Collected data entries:
────────

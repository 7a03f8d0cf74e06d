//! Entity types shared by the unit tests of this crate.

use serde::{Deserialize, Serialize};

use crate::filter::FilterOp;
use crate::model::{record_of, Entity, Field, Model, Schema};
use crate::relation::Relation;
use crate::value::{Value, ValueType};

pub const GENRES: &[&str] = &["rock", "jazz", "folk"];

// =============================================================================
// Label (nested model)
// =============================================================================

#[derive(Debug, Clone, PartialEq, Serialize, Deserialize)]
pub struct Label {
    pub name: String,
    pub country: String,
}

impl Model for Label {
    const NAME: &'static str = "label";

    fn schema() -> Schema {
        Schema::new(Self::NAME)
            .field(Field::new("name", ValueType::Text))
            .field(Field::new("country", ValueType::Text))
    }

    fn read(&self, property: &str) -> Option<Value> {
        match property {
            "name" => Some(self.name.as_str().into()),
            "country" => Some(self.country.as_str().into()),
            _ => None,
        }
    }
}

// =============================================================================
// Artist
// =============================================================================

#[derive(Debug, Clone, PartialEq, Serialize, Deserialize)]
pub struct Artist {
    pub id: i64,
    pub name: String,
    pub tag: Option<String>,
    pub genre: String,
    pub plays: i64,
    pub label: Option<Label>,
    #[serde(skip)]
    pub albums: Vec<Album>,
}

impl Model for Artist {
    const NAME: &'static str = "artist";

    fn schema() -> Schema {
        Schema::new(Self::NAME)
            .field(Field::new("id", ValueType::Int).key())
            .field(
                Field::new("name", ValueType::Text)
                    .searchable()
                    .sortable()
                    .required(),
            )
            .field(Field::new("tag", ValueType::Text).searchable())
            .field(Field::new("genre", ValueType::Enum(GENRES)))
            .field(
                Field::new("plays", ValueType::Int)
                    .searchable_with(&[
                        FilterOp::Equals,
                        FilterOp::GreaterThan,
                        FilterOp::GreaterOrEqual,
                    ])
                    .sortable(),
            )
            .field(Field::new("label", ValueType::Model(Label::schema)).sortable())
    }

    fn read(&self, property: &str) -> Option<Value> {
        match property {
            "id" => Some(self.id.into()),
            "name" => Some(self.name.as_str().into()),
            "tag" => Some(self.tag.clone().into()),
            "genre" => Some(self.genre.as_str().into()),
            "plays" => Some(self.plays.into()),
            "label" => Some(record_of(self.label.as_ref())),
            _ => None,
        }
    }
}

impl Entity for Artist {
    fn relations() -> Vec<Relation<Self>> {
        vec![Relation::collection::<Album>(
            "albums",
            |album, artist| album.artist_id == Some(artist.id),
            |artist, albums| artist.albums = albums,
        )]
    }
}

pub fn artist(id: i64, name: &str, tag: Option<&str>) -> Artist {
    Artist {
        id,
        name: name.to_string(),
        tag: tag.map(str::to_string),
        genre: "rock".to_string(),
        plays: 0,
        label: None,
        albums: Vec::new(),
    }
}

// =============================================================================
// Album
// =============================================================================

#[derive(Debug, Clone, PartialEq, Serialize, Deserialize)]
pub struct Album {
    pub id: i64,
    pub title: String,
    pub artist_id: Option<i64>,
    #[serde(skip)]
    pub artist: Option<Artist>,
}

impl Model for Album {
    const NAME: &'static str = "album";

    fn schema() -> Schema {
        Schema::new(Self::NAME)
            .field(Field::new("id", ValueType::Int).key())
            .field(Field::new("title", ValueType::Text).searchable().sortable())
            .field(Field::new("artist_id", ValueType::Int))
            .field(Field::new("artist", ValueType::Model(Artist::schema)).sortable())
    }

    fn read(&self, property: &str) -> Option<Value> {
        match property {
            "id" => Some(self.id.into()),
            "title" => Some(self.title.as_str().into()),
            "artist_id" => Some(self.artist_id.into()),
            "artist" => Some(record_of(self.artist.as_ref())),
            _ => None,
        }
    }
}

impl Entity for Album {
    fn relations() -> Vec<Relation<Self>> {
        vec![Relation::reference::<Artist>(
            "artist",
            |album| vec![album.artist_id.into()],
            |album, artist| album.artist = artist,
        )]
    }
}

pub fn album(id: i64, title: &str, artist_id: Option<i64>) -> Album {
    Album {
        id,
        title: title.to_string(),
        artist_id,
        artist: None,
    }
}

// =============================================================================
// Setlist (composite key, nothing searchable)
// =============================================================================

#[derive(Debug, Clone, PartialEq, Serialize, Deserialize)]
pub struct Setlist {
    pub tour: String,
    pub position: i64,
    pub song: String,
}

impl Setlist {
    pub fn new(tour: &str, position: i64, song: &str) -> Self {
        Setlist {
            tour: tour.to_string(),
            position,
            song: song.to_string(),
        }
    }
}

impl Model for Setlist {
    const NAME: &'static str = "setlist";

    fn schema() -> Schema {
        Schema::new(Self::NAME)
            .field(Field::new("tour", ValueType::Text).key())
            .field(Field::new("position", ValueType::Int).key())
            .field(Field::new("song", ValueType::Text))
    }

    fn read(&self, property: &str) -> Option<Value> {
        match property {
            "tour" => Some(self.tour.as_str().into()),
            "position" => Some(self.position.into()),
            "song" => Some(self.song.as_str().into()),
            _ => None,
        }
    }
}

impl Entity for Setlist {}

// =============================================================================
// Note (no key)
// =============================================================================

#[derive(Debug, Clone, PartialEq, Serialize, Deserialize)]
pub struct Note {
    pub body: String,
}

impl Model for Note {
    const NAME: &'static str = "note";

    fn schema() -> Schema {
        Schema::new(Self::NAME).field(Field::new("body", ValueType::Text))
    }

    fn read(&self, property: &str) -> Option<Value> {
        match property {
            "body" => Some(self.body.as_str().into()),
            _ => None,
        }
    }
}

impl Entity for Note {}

────────

EXERCISE OBJECTIVE: Please report every line in the entries above that holds the string "static".

OUTPUT FOR THIS EXERCISE:
    const NAME: &'static str = "label";
    const NAME: &'static str = "artist";
    const NAME: &'static str = "album";
    const NAME: &'static str = "setlist";
    const NAME: &'static str = "note";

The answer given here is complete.